There is one aeon of a human life, another of the life of a nation, another of a crow’s life, another of an oak’s life. The length of the aeon depends on the subject to which it is attached.

It is sometimes translated world; world represents a period or a series of periods of time. See Matt 12:32; 13:40,49; Luke 1:70; 1 Cor 1:20; 2:6; Eph 1:21. Similarly oi aiones, the worlds, the universe, the aggregate of the ages or periods, and their contents which are included in the duration of the world. 1 Cor 2:7; 10:11; Heb 1:2; 9:26; 11:3. The word always carries the notion of time, and not of eternity.

It always means a period of time. Otherwise it would be impossible to account for the plural, or for such qualifying expressions as this age, or the age to come.

It does not mean something endless or everlasting. To deduce that meaning from its relation to aei is absurd; for, apart from the fact that the meaning of a word is not definitely fixed by its derivation, aei does not signify endless duration. When the writer of the Pastoral Epistles quotes the saying that the Cretans are always (aei) liars (Tit. 1:12), he surely does not mean that the Cretans will go on lying to all eternity. See also Acts 7:51; 2 Cor. 4:11; 6:10; Heb 3:10; 1 Pet. 3:15. Aei means habitually or continually within the limit of the subject’s life. In our colloquial dialect everlastingly is used in the same way. “The boy is everlastingly tormenting me to buy him a drum.”
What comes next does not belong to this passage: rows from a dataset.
// Chat command parsing

/// Commands intercepted from the chat channel
#[derive(Debug, Clone, PartialEq)]
pub enum Command {
    /// `/npcstatus`: list every NPC to the sender
    NpcStatus,
    /// `/dumpnpcs`: persist the NPC registry now
    DumpNpcs,
    /// `/missions`: list every mission to the sender
    Missions,
    /// `/mission <name> = <status>`
    SetMission { name: String, status: String },
    /// `/damage <name> <amount>`
    Damage { name: String, amount: f32 },
    /// `/revive <name>`
    Revive { name: String },
}

/// A recognised command with unusable arguments
#[derive(Debug, Clone, PartialEq, thiserror::Error)]
pub enum CommandError {
    #[error("Usage: {0}")]
    Usage(&'static str),
    #[error("Invalid damage amount '{0}'")]
    InvalidAmount(String),
}

const NPCSTATUS_USAGE: &str = "/npcstatus";
const DUMPNPCS_USAGE: &str = "/dumpnpcs";
const MISSIONS_USAGE: &str = "/missions";
const MISSION_USAGE: &str = "/mission <name> = <status>";
const DAMAGE_USAGE: &str = "/damage <name> <amount>";
const REVIVE_USAGE: &str = "/revive <name>";

/// Parse one chat line.
///
/// Returns `None` for anything that is not one of the known commands, so the
/// host can propagate it as ordinary chat.
///
/// # Examples
///
/// ```
/// use worldsync::command::{parse_command, Command};
///
/// assert_eq!(parse_command("/npcstatus"), Some(Ok(Command::NpcStatus)));
/// assert_eq!(
///     parse_command("/damage Default Goblin 25"),
///     Some(Ok(Command::Damage { name: "Default Goblin".to_string(), amount: 25.0 }))
/// );
/// assert_eq!(parse_command("hello there"), None);
/// ```
pub fn parse_command(text: &str) -> Option<Result<Command, CommandError>> {
    let text = text.trim();
    let (verb, args) = match text.split_once(char::is_whitespace) {
        Some((verb, args)) => (verb, args.trim()),
        None => (text, ""),
    };

    let parsed = match verb {
        "/npcstatus" => no_args(args, Command::NpcStatus, NPCSTATUS_USAGE),
        "/dumpnpcs" => no_args(args, Command::DumpNpcs, DUMPNPCS_USAGE),
        "/missions" => no_args(args, Command::Missions, MISSIONS_USAGE),
        "/mission" => parse_set_mission(args),
        "/damage" => parse_damage(args),
        "/revive" => {
            if args.is_empty() {
                Err(CommandError::Usage(REVIVE_USAGE))
            } else {
                Ok(Command::Revive {
                    name: args.to_string(),
                })
            }
        }
        _ => return None,
    };

    Some(parsed)
}

fn no_args(args: &str, command: Command, usage: &'static str) -> Result<Command, CommandError> {
    if args.is_empty() {
        Ok(command)
    } else {
        Err(CommandError::Usage(usage))
    }
}

fn parse_set_mission(args: &str) -> Result<Command, CommandError> {
    let (name, status) = args
        .split_once('=')
        .map(|(name, status)| (name.trim(), status.trim()))
        .filter(|(name, status)| !name.is_empty() && !status.is_empty())
        .ok_or(CommandError::Usage(MISSION_USAGE))?;

    Ok(Command::SetMission {
        name: name.to_string(),
        status: status.to_string(),
    })
}

fn parse_damage(args: &str) -> Result<Command, CommandError> {
    // NPC names may contain spaces; the amount is always the last word
    let (name, amount) = args
        .rsplit_once(char::is_whitespace)
        .map(|(name, amount)| (name.trim(), amount))
        .filter(|(name, _)| !name.is_empty())
        .ok_or(CommandError::Usage(DAMAGE_USAGE))?;

    let amount = amount
        .parse::<f32>()
        .ok()
        .filter(|a| a.is_finite() && *a >= 0.0)
        .ok_or_else(|| CommandError::InvalidAmount(amount.to_string()))?;

    Ok(Command::Damage {
        name: name.to_string(),
        amount,
    })
}

#[cfg(test)]
mod tests {
    use super::*;

    #[test]
    fn test_parse_simple_commands() {
        assert_eq!(parse_command("/npcstatus"), Some(Ok(Command::NpcStatus)));
        assert_eq!(parse_command("/dumpnpcs"), Some(Ok(Command::DumpNpcs)));
        assert_eq!(parse_command("  /missions  "), Some(Ok(Command::Missions)));
    }

    #[test]
    fn test_parse_simple_command_with_args_is_usage_error() {
        assert_eq!(
            parse_command("/npcstatus now"),
            Some(Err(CommandError::Usage("/npcstatus")))
        );
    }

    #[test]
    fn test_parse_set_mission() {
        assert_eq!(
            parse_command("/mission Default Mission = In Progress"),
            Some(Ok(Command::SetMission {
                name: "Default Mission".to_string(),
                status: "In Progress".to_string(),
            }))
        );
    }

    #[test]
    fn test_parse_set_mission_malformed() {
        for text in ["/mission", "/mission Default Mission", "/mission = Done", "/mission Quest ="] {
            assert_eq!(
                parse_command(text),
                Some(Err(CommandError::Usage(MISSION_USAGE))),
                "{}",
                text
            );
        }
    }

    #[test]
    fn test_parse_damage() {
        assert_eq!(
            parse_command("/damage Goblin 12.5"),
            Some(Ok(Command::Damage {
                name: "Goblin".to_string(),
                amount: 12.5,
            }))
        );
    }

    #[test]
    fn test_parse_damage_malformed() {
        assert_eq!(
            parse_command("/damage 10"),
            Some(Err(CommandError::Usage(DAMAGE_USAGE)))
        );
        assert_eq!(
            parse_command("/damage Goblin lots"),
            Some(Err(CommandError::InvalidAmount("lots".to_string())))
        );
        assert_eq!(
            parse_command("/damage Goblin -5"),
            Some(Err(CommandError::InvalidAmount("-5".to_string())))
        );
    }

    #[test]
    fn test_parse_revive() {
        assert_eq!(
            parse_command("/revive Default Goblin"),
            Some(Ok(Command::Revive {
                name: "Default Goblin".to_string(),
            }))
        );
        assert_eq!(
            parse_command("/revive"),
            Some(Err(CommandError::Usage(REVIVE_USAGE)))
        );
    }

    #[test]
    fn test_ordinary_chat_is_not_a_command() {
        assert_eq!(parse_command("hello world"), None);
        assert_eq!(parse_command("/dance"), None);
        assert_eq!(parse_command(""), None);
    }
}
In the New Testament the history of the world is conceived as developed through a succession of aeons. A series of such aeons precedes the introduction of a new series inaugurated by the Christian dispensation, and the end of the world and the second coming of Christ are to mark the beginning of another series. Eph. 1:21; 2:7; 3:9,21; 1 Cor 10:11; compare Heb. 9:26. He includes the series of aeons in one great aeon, ‘o aion ton aionon, the aeon of the aeons (Eph. 3:21); and the author of the Epistle to the Hebrews describe the throne of God as enduring unto the aeon of the aeons (Heb 1:8). The plural is also used, aeons of the aeons, signifying all the successive periods which make up the sum total of the ages collectively. Rom. 16:27; Gal. 1:5; Philip. 4:20, etc. This plural phrase is applied by Paul to God only.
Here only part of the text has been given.